§ **Work order**
Pull every line that holds the word "guard" from the entries.

[Dataset entries]
==============================

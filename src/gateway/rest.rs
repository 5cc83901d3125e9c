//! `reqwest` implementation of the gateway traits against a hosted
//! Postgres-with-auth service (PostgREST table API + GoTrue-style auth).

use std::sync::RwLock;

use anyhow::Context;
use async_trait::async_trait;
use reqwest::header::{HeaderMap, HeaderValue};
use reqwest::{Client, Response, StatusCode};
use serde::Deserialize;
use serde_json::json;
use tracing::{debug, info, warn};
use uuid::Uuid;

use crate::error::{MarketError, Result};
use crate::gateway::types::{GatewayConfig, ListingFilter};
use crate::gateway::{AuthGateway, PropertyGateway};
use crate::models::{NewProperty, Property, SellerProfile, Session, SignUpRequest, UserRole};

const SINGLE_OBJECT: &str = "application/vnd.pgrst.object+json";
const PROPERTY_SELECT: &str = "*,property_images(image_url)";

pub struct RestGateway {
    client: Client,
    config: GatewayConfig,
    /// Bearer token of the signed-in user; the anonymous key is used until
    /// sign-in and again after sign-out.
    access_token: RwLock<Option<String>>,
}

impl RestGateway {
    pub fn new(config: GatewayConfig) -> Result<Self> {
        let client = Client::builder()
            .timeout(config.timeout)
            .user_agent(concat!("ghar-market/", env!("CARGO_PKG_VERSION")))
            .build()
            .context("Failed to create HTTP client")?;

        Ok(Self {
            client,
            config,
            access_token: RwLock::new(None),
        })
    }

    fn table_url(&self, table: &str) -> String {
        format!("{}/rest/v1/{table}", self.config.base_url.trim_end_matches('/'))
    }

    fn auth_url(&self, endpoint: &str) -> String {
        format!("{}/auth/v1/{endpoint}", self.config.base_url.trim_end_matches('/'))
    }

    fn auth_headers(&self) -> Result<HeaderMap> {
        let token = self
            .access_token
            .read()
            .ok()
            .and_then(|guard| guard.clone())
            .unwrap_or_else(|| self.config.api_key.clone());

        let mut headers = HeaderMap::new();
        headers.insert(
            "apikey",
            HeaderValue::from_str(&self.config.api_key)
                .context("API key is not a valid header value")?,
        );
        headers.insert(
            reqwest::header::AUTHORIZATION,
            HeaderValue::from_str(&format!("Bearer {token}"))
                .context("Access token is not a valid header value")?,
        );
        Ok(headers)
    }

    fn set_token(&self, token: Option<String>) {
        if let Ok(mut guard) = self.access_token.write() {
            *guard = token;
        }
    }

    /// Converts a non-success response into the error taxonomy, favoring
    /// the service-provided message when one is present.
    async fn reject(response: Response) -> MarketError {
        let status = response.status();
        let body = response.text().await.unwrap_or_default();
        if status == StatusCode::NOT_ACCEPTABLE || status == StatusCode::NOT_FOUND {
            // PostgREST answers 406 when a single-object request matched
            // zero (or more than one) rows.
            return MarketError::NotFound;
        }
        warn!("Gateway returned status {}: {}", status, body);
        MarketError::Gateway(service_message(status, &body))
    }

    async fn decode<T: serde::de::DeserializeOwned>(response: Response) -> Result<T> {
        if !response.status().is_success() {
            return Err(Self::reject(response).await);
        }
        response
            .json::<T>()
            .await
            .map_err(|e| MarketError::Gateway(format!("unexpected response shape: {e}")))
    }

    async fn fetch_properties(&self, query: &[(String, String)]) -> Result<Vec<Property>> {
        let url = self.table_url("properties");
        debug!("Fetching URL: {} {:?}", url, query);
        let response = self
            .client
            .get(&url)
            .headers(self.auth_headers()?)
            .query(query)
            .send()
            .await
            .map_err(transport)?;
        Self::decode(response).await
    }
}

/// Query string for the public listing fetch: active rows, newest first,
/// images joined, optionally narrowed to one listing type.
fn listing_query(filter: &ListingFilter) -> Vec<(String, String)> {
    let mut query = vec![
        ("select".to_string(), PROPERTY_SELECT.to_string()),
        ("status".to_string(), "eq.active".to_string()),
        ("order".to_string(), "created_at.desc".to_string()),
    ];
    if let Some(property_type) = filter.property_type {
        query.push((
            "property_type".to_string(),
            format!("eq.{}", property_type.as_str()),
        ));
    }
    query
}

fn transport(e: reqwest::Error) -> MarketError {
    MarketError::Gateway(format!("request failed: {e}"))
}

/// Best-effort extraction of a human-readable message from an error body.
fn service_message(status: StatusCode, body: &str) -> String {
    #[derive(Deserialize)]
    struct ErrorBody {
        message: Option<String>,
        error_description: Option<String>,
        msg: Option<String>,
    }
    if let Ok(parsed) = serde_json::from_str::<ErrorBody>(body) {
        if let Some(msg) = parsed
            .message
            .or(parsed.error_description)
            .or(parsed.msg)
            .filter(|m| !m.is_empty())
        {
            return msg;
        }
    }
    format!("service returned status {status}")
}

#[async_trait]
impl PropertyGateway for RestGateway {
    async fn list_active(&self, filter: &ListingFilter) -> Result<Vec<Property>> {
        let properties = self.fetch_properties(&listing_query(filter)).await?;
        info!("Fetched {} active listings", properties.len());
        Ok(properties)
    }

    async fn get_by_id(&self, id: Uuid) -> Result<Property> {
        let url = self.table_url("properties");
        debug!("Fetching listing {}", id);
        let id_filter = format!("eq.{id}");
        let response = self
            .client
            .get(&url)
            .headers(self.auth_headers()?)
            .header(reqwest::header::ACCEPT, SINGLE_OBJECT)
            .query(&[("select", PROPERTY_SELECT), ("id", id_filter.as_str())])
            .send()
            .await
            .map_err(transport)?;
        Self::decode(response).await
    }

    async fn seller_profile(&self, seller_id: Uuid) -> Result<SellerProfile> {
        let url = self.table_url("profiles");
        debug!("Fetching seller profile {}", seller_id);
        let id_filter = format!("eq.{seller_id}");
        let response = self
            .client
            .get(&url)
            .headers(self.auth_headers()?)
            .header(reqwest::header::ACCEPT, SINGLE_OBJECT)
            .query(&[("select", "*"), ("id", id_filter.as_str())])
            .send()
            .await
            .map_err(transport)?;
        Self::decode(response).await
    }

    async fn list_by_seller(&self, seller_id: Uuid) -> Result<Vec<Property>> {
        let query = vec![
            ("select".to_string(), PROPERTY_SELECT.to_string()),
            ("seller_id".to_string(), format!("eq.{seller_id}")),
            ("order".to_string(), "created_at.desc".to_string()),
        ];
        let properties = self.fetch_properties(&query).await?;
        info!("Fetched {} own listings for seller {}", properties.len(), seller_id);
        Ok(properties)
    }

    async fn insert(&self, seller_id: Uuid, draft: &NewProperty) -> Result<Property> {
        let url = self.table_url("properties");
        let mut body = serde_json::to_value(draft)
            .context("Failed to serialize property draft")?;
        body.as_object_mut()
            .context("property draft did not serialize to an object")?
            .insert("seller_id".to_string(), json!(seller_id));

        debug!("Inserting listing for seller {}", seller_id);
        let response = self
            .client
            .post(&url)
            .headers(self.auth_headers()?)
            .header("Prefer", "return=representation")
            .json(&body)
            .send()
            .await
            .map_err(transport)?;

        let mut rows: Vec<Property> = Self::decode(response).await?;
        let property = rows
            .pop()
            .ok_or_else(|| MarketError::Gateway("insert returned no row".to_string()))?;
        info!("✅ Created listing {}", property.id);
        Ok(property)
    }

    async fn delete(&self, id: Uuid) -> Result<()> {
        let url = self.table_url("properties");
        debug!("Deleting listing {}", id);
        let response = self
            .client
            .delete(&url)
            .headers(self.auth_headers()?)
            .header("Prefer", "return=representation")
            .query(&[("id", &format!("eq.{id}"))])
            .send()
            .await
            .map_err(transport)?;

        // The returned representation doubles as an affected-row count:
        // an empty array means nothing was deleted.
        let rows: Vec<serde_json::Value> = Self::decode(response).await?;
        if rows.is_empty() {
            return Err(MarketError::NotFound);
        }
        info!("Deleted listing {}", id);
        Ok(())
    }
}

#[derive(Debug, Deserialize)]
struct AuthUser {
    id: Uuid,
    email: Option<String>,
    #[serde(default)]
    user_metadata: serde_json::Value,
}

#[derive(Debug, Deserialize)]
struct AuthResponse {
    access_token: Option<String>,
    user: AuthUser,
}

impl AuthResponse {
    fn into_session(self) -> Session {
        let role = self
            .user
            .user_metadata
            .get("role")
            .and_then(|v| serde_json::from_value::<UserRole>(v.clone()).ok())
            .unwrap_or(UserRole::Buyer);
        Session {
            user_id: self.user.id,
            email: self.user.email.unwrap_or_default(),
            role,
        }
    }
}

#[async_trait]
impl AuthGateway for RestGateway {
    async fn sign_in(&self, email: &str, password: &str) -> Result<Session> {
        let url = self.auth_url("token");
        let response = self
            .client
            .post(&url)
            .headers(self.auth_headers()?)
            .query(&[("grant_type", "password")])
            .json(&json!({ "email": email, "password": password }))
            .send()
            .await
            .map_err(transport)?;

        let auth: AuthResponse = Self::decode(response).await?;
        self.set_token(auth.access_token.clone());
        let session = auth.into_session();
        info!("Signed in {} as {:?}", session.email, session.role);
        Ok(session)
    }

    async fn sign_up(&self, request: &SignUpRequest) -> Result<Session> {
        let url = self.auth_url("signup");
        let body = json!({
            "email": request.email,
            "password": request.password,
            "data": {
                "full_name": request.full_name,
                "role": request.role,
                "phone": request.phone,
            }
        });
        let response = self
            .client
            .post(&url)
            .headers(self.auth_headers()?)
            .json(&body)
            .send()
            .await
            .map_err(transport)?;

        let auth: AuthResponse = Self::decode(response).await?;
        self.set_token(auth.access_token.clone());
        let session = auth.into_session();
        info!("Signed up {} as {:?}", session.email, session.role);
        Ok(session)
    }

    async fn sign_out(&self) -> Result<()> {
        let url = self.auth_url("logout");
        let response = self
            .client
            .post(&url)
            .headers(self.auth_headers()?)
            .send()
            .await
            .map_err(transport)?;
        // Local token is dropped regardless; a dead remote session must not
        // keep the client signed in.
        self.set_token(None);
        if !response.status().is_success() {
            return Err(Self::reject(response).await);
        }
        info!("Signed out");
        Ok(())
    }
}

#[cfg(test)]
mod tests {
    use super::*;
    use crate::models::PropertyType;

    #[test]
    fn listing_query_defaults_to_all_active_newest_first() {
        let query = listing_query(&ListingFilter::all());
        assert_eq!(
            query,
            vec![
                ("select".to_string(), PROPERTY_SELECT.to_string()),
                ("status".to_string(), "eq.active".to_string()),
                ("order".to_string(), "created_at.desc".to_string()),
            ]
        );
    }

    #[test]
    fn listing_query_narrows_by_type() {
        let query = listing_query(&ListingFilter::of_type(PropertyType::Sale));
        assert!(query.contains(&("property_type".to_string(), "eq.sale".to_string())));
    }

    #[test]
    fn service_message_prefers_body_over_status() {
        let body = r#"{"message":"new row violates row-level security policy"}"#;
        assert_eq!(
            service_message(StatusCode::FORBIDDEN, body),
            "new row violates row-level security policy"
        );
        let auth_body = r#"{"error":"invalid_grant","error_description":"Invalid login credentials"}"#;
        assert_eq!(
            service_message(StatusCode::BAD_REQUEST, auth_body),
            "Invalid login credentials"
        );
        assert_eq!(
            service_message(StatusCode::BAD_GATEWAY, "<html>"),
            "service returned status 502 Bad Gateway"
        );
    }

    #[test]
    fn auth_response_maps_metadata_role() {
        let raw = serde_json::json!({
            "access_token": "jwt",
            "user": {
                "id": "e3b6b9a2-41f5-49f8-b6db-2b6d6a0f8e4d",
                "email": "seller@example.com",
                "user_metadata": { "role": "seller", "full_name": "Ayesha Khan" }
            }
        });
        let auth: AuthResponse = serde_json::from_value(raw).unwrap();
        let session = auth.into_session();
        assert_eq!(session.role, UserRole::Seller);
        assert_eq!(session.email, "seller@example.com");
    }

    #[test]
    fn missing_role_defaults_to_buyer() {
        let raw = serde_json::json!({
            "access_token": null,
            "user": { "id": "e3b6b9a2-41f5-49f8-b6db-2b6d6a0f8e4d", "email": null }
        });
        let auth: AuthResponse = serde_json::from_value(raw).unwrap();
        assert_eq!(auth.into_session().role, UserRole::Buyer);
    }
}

==============================

§ **Your response**
            .and_then(|guard| guard.clone())
        if let Ok(mut guard) = self.access_token.write() {
            *guard = token;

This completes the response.